REQUIRED ACTION:
Say how many lines of these entries include the word "InvalidFraction", and answer with the number alone.

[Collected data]
***

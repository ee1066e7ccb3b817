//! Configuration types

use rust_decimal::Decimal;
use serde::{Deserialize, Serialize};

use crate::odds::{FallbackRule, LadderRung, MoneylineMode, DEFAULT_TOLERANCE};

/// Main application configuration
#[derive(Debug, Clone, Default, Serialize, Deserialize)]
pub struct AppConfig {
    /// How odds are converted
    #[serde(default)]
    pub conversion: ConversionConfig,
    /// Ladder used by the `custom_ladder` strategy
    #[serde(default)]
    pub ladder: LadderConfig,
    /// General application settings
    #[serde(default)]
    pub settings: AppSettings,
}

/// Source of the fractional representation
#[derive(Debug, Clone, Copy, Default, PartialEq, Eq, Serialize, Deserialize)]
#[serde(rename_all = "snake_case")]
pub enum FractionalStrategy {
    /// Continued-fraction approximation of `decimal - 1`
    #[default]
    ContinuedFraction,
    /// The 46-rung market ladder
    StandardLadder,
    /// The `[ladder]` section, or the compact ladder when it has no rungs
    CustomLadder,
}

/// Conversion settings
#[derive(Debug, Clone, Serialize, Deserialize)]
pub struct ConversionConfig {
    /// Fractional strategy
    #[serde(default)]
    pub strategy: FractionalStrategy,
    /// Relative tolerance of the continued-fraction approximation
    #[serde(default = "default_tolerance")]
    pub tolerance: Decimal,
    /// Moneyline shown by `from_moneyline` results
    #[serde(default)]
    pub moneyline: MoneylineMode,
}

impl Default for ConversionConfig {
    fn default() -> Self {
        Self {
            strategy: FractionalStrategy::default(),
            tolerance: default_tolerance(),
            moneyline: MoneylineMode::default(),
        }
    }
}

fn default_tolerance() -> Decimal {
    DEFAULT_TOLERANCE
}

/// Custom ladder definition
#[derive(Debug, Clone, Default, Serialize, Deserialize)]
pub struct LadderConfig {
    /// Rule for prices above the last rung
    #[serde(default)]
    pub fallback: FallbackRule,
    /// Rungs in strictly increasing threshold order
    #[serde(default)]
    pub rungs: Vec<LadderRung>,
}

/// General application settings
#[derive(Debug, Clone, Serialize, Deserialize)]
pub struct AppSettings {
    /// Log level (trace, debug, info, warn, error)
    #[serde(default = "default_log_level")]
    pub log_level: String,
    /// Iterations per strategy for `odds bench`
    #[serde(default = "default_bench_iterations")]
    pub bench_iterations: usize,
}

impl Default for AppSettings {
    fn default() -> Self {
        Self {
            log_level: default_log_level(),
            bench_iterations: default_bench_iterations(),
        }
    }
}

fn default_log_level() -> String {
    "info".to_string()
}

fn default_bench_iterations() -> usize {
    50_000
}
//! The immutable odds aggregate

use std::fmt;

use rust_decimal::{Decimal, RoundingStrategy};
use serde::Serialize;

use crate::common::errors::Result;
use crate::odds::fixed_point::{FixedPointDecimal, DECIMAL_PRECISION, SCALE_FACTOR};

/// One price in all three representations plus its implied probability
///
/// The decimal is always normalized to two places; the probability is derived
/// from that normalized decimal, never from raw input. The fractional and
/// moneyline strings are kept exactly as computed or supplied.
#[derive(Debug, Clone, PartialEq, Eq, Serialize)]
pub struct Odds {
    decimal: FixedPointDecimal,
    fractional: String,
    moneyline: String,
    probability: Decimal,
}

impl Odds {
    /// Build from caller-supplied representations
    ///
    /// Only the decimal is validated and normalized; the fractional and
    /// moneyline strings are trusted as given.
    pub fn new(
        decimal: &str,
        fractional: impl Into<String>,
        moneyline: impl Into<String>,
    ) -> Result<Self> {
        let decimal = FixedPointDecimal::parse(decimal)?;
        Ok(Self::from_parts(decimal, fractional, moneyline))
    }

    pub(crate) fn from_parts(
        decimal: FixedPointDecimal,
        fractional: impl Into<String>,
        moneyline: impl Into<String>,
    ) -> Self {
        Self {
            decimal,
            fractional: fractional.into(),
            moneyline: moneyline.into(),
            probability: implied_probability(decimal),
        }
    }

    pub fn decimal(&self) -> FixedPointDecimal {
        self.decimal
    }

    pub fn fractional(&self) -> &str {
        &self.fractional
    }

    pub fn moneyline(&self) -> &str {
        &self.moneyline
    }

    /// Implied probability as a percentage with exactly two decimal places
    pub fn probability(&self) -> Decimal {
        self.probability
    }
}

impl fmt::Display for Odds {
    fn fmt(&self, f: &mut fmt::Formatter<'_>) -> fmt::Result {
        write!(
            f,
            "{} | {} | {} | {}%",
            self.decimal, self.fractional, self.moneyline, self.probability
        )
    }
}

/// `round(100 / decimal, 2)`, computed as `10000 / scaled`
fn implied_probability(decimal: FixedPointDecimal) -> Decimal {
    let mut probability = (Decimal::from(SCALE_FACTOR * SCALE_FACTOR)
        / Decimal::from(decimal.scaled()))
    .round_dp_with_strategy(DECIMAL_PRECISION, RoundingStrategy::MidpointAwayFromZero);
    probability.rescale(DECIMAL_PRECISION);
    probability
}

***

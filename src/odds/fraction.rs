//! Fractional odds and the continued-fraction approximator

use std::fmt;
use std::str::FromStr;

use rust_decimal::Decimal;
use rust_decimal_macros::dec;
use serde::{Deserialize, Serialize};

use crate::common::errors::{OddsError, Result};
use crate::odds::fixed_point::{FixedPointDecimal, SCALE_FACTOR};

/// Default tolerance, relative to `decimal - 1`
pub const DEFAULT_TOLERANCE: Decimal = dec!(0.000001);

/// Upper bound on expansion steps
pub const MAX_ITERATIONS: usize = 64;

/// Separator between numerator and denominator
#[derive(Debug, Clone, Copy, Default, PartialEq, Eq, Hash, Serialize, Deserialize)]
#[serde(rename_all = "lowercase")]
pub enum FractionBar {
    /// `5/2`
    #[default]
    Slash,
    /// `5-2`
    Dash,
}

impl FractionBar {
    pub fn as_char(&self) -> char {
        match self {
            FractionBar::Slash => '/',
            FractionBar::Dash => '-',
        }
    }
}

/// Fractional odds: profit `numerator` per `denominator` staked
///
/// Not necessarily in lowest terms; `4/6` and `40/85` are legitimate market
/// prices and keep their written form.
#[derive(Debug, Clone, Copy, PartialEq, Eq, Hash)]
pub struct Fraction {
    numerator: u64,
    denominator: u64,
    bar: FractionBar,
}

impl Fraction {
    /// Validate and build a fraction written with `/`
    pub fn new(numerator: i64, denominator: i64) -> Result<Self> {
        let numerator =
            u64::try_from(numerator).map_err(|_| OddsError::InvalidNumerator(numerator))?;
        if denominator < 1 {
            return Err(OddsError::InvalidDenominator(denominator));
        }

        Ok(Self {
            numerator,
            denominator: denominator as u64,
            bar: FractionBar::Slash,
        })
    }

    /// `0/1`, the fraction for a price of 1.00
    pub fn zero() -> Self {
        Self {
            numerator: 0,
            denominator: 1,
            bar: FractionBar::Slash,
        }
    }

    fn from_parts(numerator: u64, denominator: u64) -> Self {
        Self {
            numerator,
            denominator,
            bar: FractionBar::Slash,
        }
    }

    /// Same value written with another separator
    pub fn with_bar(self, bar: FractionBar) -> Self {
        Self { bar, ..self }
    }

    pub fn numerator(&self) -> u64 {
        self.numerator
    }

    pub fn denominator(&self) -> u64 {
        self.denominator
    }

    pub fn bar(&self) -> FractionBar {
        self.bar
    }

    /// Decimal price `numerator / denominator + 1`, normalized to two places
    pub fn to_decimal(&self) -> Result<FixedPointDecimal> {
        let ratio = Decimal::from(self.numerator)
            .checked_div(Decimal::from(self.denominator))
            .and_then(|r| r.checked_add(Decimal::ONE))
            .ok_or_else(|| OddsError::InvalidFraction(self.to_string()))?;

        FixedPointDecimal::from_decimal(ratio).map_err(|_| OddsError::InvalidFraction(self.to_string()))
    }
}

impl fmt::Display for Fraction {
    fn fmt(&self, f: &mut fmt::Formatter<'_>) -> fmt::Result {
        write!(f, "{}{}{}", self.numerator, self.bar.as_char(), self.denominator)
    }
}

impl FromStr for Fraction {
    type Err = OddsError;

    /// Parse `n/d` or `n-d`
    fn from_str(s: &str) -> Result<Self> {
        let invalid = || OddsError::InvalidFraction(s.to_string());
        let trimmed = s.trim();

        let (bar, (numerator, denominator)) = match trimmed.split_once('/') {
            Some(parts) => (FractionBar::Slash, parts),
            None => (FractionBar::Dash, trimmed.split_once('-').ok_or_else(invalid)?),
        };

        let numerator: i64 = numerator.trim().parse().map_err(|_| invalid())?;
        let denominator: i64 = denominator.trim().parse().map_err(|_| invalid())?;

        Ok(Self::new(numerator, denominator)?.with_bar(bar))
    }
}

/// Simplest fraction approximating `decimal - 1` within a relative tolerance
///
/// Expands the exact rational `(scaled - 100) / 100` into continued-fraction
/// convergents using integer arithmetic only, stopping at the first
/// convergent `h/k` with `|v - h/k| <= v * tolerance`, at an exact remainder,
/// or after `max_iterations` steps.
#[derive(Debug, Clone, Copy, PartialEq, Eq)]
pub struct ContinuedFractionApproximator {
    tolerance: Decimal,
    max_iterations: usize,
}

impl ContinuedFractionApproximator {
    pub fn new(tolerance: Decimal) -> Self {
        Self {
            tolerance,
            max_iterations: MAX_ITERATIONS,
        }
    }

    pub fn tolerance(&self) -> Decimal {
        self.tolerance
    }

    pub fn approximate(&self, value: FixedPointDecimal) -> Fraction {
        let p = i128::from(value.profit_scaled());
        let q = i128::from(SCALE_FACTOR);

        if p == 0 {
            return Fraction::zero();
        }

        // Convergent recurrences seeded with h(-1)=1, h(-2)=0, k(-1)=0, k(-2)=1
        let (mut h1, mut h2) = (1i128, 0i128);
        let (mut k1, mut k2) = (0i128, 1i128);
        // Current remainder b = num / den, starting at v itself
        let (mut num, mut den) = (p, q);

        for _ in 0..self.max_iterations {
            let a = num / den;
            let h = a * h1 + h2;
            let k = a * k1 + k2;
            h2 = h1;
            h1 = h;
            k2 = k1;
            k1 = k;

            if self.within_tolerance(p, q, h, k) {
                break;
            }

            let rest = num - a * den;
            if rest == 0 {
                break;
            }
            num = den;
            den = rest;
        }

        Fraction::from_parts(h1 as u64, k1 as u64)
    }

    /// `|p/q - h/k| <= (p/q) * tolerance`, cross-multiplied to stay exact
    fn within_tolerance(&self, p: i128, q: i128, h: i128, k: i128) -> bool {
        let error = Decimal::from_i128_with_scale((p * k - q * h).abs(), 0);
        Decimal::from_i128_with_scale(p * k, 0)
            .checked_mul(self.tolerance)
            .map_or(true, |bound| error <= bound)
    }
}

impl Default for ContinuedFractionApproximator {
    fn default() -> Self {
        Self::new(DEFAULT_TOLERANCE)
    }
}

***

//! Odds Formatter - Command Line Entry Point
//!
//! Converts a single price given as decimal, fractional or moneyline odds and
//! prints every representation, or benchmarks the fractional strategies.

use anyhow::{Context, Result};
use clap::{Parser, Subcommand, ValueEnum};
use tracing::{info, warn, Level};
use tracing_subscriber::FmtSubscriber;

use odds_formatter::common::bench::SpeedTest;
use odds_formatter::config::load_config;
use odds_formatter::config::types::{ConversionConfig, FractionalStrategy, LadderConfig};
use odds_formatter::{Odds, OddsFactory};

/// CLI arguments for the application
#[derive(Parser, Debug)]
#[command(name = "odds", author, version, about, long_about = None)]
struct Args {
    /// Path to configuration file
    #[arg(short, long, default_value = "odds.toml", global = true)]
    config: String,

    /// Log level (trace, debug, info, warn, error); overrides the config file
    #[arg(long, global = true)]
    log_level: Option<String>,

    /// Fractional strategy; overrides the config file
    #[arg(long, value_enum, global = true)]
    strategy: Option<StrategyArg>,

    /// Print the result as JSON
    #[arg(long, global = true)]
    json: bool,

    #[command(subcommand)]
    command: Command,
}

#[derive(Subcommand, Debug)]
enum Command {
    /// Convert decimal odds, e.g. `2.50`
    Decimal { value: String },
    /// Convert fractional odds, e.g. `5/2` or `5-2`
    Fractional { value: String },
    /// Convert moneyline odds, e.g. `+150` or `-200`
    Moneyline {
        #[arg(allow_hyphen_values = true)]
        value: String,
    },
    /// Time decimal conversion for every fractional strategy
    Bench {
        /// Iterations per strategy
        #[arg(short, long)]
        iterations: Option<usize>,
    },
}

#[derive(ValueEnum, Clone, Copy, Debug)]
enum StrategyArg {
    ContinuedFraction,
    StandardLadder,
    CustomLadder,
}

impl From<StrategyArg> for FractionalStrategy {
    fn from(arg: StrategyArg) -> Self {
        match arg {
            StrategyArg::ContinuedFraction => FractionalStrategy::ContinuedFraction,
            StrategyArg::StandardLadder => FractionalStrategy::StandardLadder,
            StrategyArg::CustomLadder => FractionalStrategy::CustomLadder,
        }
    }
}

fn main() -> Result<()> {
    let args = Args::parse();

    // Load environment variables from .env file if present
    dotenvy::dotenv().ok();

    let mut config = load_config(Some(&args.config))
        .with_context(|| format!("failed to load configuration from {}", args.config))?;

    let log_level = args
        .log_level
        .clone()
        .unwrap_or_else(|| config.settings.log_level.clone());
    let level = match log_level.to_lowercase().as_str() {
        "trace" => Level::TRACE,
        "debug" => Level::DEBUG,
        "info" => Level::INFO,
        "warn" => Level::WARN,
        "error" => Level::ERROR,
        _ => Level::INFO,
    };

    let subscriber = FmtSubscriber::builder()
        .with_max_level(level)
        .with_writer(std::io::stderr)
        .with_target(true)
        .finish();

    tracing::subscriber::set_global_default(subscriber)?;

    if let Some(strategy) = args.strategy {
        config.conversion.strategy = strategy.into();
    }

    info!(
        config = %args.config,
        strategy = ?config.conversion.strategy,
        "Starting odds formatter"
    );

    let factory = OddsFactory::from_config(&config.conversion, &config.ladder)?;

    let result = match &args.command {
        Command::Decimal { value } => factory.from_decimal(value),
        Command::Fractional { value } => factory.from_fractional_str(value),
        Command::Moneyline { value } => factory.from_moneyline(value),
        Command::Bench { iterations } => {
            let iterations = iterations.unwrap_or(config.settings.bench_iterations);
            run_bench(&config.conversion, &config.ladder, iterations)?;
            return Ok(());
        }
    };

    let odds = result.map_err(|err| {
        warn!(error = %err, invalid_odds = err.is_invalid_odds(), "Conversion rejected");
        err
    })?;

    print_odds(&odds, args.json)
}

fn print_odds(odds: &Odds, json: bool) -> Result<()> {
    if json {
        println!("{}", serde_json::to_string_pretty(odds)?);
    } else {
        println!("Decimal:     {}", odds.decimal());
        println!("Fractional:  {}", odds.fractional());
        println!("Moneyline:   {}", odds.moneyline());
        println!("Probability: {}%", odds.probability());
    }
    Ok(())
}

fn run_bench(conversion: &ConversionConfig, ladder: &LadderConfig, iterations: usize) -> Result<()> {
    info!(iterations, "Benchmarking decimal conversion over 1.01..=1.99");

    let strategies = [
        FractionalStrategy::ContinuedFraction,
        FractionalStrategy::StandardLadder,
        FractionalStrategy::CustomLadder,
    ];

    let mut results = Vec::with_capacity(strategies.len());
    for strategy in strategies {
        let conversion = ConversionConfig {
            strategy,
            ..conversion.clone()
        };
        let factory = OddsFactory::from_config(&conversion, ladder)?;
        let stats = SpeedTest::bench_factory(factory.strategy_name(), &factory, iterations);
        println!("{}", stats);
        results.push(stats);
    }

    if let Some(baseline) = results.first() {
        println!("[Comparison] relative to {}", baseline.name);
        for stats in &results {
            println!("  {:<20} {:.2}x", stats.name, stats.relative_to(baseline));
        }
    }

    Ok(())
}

***

EXERCISE ANSWER:
3